*ABOUT THIS TASK*: From the records, pick out and copy each line containing "FlagColors".

[GIVEN RECORDS Boundary: Start]

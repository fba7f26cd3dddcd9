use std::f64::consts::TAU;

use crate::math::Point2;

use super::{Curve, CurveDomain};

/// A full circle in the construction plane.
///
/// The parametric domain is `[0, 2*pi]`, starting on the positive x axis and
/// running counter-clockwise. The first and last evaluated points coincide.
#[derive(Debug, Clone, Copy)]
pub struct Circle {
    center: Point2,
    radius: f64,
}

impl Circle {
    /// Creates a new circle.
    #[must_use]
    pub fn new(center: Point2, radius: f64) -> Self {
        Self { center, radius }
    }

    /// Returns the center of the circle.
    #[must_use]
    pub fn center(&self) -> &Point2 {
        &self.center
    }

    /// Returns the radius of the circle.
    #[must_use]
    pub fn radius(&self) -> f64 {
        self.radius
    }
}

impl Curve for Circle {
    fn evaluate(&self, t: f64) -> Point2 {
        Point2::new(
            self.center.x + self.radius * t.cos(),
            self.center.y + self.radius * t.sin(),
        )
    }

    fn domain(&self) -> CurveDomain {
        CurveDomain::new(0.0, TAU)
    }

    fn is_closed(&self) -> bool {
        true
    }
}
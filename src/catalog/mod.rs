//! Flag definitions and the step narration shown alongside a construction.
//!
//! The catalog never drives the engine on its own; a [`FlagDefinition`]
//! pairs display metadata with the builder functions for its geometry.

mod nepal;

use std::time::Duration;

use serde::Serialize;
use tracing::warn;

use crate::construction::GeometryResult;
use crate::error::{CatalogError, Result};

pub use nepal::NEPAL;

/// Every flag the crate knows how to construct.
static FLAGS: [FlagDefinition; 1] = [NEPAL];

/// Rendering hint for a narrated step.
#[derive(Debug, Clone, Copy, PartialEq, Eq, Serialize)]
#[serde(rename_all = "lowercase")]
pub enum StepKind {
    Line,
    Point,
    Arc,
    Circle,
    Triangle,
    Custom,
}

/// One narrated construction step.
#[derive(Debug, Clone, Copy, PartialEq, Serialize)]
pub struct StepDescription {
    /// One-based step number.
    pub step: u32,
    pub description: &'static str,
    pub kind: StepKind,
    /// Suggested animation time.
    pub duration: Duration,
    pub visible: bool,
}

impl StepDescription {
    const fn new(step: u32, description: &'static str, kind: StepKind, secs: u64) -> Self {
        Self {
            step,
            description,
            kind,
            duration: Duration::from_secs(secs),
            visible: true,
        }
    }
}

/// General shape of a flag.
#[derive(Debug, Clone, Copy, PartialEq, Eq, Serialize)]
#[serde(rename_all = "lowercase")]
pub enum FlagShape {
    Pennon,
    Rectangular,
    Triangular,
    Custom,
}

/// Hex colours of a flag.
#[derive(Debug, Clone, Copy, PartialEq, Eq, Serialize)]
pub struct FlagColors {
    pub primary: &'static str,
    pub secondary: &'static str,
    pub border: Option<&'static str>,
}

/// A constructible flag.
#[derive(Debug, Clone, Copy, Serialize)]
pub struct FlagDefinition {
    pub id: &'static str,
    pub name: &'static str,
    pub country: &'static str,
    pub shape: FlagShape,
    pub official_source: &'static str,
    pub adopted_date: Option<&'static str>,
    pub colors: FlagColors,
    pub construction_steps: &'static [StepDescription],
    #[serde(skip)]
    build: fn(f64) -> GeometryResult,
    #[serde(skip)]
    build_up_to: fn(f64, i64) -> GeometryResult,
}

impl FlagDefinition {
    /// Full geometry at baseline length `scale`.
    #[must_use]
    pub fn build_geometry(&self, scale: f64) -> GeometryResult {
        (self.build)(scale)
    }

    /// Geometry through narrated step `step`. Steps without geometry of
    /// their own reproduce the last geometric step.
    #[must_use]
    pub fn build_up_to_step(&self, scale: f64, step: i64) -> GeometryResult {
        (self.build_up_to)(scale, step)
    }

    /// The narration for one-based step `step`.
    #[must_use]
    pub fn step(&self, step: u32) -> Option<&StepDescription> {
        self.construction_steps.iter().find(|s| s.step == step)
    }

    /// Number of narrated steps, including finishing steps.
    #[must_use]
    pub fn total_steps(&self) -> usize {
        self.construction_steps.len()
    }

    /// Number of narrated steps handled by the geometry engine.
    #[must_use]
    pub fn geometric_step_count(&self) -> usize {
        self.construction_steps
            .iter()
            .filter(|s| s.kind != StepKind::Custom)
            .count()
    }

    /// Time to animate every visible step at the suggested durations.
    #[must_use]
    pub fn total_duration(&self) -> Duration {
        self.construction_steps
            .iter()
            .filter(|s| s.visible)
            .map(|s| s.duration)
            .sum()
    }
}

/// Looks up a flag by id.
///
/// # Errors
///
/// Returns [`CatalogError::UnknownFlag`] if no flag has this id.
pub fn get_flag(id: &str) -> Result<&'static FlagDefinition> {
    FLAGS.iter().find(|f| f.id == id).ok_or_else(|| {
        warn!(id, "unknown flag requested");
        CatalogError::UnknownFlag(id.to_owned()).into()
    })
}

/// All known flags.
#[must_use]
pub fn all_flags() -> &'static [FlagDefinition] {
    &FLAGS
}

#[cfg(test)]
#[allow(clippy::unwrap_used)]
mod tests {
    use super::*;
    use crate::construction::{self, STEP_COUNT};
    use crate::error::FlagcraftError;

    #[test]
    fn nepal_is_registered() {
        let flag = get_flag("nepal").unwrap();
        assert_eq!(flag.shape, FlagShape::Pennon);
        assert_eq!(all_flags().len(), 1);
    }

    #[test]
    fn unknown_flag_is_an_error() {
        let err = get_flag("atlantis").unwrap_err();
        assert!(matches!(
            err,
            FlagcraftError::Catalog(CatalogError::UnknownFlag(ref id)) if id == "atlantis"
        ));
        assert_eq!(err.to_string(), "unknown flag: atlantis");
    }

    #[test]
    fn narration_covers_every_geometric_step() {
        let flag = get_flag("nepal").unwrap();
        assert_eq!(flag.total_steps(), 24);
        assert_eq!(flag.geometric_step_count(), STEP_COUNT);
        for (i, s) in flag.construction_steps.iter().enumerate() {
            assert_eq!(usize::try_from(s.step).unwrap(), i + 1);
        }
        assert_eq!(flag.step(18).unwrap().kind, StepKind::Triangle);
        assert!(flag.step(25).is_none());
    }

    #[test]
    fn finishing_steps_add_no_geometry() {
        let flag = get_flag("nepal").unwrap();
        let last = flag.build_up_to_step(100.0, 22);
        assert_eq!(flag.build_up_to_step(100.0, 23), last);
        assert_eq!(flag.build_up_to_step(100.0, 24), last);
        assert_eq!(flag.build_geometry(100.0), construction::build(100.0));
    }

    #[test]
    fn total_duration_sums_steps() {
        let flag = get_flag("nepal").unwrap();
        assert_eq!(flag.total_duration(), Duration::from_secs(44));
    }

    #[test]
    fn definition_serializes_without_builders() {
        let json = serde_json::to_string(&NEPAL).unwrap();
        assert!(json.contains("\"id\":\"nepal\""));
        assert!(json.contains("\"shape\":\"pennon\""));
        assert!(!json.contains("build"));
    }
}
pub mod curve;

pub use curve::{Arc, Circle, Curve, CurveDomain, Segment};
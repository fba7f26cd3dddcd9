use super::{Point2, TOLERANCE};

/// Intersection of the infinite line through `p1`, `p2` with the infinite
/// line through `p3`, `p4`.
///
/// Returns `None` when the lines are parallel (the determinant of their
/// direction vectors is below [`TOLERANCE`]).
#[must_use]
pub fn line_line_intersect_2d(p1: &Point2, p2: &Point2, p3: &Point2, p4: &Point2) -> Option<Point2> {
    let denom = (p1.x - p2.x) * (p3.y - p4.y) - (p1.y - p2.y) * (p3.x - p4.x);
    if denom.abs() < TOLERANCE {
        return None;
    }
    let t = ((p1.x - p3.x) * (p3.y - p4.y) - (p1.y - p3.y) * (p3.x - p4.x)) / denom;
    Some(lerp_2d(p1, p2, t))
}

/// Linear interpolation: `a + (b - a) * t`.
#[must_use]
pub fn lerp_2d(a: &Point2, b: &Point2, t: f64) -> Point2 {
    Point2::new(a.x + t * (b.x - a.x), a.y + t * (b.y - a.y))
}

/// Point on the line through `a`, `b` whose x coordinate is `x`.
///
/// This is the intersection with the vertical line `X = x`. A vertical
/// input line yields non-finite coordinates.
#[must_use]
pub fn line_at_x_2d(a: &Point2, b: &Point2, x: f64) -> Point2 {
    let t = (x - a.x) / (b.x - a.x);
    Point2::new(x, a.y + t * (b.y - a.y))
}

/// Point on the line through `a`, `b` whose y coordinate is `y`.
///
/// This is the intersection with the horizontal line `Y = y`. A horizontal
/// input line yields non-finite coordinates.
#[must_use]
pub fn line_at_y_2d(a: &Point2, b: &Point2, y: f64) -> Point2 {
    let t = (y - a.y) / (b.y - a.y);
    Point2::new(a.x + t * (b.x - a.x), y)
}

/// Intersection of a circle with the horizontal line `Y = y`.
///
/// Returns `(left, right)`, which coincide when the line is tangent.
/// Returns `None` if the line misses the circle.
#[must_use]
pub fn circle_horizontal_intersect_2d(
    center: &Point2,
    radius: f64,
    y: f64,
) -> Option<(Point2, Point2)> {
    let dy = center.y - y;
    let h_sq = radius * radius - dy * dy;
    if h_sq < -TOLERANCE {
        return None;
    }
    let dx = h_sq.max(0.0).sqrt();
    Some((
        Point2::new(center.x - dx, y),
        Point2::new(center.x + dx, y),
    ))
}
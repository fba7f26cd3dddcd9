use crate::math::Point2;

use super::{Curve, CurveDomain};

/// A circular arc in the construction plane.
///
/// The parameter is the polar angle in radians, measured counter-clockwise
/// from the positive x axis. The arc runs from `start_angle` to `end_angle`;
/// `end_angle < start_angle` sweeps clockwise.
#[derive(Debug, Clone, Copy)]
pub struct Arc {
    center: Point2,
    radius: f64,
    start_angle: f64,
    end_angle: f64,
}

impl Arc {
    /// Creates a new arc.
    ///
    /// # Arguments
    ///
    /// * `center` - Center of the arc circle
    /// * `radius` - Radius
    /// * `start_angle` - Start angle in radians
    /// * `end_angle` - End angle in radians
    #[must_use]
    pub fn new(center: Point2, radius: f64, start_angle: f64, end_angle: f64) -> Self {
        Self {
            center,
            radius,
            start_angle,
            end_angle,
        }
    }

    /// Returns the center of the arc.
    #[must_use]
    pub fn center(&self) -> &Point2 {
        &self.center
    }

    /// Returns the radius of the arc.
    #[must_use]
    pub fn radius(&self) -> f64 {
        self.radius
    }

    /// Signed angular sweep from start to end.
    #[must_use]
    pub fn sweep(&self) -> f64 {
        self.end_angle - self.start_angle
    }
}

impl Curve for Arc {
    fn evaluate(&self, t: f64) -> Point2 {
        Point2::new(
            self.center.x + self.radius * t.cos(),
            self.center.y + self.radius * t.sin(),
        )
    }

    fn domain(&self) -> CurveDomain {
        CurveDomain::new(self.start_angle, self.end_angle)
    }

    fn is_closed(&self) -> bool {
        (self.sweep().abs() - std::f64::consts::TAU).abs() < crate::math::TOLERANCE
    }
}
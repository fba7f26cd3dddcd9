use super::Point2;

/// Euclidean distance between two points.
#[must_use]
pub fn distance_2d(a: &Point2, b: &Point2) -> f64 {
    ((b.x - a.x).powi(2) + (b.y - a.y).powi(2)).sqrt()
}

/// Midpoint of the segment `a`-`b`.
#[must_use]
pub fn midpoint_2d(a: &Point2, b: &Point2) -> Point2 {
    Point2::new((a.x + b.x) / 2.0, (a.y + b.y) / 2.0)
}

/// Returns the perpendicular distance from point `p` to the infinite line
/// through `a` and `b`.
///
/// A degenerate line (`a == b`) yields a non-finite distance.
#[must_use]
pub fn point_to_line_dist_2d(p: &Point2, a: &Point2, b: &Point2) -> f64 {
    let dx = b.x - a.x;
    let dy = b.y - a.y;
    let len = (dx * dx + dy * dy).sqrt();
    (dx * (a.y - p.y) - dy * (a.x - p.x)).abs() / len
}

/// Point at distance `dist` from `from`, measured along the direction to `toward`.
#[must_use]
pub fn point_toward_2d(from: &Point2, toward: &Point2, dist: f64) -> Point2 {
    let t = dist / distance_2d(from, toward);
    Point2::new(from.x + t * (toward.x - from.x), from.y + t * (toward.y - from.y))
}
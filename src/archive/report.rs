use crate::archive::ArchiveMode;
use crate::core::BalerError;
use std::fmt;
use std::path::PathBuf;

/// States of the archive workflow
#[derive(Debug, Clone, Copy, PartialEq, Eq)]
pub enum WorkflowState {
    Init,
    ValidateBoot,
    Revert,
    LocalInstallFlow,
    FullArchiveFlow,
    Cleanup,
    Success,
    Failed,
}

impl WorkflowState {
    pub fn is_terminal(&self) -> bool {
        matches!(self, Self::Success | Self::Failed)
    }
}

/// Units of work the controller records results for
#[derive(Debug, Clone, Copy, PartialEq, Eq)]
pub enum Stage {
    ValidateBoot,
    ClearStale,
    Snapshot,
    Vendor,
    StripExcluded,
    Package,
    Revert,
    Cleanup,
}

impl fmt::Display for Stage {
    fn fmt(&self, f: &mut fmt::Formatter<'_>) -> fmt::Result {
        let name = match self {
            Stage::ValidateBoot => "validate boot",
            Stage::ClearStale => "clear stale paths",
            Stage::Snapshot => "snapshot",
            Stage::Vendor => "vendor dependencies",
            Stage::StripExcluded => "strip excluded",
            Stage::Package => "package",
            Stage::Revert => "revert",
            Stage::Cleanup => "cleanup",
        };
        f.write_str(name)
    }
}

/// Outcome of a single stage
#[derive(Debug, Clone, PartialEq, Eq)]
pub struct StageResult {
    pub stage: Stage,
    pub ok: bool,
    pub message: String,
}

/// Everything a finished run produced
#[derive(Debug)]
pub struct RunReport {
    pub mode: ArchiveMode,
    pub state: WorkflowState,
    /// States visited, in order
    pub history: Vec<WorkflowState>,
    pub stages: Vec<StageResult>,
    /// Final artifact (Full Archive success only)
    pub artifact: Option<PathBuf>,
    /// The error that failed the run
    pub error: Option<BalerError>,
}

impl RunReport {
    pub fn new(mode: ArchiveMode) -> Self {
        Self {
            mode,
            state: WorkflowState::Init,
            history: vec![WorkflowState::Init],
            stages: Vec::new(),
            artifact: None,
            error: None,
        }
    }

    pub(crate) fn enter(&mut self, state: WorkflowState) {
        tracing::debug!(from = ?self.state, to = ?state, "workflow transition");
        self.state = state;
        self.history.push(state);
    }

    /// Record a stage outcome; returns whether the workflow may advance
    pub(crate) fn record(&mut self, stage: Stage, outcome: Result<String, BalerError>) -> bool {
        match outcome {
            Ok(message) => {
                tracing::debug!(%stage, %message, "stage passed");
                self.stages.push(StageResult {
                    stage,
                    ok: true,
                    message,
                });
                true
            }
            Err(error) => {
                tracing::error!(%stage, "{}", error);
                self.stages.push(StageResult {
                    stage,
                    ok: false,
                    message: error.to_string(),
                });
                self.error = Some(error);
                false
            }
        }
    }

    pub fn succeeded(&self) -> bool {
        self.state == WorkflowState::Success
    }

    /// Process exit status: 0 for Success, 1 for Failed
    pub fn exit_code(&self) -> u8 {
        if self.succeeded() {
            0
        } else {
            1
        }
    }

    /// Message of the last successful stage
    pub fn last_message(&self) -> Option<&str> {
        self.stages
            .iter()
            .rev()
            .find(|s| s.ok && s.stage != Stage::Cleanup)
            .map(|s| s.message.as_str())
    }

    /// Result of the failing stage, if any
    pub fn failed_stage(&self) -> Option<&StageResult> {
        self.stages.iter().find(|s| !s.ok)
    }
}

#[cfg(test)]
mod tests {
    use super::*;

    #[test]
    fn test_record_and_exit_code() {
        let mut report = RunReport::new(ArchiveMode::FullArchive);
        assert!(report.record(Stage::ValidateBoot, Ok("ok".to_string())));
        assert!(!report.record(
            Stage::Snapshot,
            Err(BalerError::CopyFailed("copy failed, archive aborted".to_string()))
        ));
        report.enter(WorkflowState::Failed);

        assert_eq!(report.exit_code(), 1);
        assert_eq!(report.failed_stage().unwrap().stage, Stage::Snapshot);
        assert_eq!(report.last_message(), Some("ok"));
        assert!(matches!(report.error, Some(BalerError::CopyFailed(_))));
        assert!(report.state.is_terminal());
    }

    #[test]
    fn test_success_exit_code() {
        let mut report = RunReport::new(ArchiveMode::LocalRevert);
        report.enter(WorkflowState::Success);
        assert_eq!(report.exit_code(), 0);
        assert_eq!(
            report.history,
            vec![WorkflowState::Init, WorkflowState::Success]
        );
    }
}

[GIVEN RECORDS Boundary: End]

*ANSWER TO THIS PROBLEM*:
pub struct FlagColors {
    pub colors: FlagColors,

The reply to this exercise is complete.